> _HOW TO COMPLETE THIS TASK_:
Copy verbatim the block of lines in the entries below whose first line contains "s.last_error = Some(SessionError::CommitRejected" and whose last line contains "the interaction. Idempotent.". Leave out all other lines.

> _SUPPLIED RECORDS_:
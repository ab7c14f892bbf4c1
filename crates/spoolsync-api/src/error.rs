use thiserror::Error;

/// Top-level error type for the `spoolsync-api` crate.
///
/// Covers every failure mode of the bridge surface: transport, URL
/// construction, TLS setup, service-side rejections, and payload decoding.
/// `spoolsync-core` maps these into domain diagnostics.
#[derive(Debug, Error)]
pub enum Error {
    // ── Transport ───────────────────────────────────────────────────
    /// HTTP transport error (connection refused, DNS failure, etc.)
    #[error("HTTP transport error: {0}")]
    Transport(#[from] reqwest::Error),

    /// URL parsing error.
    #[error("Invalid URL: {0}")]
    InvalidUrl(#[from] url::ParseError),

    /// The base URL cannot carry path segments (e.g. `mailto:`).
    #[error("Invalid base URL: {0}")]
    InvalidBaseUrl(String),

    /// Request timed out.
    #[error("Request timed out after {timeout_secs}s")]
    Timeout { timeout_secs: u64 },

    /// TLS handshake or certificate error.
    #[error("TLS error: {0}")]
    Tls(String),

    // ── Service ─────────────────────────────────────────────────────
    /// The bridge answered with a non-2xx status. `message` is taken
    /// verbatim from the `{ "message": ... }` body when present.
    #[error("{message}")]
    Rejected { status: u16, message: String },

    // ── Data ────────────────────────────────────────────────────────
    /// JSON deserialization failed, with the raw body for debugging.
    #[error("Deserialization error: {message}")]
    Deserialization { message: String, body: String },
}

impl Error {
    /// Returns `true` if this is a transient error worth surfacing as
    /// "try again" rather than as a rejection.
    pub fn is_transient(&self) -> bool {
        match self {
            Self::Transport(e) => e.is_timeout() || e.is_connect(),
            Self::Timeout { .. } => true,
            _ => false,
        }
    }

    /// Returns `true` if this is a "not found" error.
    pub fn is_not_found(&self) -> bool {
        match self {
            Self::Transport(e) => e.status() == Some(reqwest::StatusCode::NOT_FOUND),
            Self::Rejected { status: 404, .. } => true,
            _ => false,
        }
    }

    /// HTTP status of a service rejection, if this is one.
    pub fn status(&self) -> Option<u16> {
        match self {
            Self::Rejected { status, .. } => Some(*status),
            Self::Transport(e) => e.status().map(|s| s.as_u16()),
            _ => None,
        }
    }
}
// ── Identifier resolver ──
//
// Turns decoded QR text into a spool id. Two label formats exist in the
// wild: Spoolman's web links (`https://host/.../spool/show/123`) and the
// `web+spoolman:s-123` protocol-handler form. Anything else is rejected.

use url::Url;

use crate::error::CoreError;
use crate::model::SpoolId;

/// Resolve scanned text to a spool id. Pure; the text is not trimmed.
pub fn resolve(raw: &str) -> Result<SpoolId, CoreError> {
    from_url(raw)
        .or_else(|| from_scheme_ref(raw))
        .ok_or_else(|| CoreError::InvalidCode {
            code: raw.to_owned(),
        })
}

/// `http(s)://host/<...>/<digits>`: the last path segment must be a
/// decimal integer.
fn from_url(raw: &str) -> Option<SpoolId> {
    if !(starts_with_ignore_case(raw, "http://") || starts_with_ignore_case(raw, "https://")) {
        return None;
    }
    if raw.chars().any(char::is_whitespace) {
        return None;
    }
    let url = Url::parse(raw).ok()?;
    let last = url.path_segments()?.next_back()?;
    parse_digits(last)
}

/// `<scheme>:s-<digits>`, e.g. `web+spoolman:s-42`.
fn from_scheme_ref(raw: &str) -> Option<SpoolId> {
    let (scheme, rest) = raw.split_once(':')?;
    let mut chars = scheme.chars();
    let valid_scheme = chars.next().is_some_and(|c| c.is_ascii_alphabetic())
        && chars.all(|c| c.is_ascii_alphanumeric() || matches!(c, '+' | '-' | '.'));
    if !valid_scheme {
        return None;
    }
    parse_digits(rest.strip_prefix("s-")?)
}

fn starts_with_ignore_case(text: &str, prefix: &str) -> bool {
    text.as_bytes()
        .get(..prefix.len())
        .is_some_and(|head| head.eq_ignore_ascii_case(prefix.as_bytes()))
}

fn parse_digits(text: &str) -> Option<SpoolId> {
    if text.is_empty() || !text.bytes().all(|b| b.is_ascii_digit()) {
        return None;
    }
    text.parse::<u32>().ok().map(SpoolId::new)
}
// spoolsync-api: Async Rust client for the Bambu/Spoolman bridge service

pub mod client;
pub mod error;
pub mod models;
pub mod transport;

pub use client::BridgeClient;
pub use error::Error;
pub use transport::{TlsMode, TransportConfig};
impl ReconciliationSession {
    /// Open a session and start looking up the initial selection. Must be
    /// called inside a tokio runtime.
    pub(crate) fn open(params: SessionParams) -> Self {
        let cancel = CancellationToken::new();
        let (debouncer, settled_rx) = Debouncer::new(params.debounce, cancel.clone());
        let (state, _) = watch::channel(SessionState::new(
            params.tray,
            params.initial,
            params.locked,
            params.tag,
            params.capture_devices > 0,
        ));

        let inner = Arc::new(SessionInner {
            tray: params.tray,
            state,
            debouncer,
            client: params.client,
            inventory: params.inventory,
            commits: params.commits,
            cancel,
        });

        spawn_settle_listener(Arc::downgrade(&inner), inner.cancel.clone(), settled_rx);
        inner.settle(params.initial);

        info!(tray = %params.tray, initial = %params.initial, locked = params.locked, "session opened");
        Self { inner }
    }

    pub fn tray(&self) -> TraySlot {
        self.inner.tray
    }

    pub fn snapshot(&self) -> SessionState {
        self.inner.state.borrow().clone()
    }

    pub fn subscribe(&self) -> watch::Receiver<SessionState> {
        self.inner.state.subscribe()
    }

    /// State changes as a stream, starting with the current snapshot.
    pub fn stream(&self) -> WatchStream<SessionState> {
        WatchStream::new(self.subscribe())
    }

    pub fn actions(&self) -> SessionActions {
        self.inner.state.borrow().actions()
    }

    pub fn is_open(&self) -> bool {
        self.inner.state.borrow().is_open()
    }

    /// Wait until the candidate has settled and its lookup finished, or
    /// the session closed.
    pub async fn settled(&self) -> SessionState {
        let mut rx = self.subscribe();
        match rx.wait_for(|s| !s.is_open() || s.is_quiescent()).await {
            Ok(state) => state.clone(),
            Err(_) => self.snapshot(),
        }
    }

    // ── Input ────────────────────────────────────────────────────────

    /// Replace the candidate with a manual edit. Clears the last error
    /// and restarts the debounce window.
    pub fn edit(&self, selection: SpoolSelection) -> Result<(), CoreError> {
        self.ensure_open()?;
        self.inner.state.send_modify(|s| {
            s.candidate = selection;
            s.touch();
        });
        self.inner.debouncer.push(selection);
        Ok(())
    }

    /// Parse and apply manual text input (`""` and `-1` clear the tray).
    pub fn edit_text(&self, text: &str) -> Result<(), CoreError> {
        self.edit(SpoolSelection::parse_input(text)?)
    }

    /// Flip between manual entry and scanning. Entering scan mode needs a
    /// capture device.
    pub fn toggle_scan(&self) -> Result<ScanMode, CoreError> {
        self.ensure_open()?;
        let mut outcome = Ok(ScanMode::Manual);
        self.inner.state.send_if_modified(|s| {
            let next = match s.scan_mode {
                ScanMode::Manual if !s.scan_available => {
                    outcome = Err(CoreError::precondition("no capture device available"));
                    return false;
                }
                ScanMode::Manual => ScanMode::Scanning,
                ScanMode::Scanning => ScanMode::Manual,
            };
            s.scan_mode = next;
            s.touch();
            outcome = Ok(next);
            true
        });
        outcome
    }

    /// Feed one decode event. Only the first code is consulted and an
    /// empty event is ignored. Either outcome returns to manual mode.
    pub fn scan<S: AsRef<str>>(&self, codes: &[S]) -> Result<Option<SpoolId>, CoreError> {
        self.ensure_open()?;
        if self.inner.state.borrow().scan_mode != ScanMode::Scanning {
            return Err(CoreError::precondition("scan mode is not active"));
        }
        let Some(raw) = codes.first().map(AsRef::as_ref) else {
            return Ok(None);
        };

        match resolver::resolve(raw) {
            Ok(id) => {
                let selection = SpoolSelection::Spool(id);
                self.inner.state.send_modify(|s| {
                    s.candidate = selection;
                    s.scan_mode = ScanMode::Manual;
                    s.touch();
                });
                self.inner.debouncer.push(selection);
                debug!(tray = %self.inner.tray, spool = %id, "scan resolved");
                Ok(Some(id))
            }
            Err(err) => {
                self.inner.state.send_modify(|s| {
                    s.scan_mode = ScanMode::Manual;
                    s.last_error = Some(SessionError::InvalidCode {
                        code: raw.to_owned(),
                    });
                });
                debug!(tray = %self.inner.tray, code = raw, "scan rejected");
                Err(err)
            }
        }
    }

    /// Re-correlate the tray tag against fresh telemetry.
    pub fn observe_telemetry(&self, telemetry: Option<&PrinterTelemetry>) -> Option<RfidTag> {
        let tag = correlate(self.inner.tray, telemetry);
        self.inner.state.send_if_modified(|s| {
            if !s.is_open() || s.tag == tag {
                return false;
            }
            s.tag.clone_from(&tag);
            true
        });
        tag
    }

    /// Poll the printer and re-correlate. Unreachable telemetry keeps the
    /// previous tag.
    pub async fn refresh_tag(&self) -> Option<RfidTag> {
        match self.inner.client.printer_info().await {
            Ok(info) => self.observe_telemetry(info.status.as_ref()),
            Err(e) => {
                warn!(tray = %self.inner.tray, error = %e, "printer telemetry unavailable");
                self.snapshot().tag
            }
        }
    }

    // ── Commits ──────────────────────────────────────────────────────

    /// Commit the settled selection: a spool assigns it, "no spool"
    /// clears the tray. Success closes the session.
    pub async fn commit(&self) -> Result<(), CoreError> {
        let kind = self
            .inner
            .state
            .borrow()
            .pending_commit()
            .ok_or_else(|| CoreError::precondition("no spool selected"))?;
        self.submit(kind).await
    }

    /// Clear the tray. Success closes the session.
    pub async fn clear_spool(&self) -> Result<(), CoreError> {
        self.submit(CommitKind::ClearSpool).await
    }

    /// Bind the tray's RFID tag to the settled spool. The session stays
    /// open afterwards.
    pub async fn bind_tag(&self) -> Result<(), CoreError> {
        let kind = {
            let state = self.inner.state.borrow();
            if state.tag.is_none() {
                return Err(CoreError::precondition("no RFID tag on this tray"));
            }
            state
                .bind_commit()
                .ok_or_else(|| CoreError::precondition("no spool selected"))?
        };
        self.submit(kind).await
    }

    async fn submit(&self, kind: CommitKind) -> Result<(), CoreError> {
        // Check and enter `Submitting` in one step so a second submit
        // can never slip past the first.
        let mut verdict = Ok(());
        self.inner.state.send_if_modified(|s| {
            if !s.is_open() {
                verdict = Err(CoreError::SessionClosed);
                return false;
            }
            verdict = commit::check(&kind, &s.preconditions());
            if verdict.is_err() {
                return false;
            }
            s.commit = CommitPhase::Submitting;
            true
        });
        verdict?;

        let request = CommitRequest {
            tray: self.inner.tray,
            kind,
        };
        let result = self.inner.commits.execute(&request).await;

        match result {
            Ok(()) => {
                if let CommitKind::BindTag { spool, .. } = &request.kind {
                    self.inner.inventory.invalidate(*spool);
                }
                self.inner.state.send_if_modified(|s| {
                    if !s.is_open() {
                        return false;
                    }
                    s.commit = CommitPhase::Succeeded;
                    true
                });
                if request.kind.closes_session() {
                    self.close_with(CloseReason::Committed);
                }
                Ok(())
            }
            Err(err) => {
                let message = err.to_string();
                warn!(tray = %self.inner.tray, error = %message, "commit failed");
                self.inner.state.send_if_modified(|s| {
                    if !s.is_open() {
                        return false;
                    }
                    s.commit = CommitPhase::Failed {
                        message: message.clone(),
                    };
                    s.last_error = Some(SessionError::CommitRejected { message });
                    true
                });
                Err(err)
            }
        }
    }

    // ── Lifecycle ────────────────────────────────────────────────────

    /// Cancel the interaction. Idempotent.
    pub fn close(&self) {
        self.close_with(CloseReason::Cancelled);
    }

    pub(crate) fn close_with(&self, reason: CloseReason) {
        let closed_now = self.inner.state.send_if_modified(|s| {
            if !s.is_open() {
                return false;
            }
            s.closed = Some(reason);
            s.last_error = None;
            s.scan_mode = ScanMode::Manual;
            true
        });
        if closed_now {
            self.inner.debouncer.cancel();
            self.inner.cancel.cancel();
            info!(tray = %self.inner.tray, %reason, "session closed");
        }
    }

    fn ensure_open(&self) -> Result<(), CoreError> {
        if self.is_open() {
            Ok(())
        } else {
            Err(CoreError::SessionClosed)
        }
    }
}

> _TASK OUTPUT_:
                    s.last_error = Some(SessionError::CommitRejected { message });
                    true
                });
                Err(err)
            }
        }
    }

    // ── Lifecycle ────────────────────────────────────────────────────

    /// Cancel the interaction. Idempotent.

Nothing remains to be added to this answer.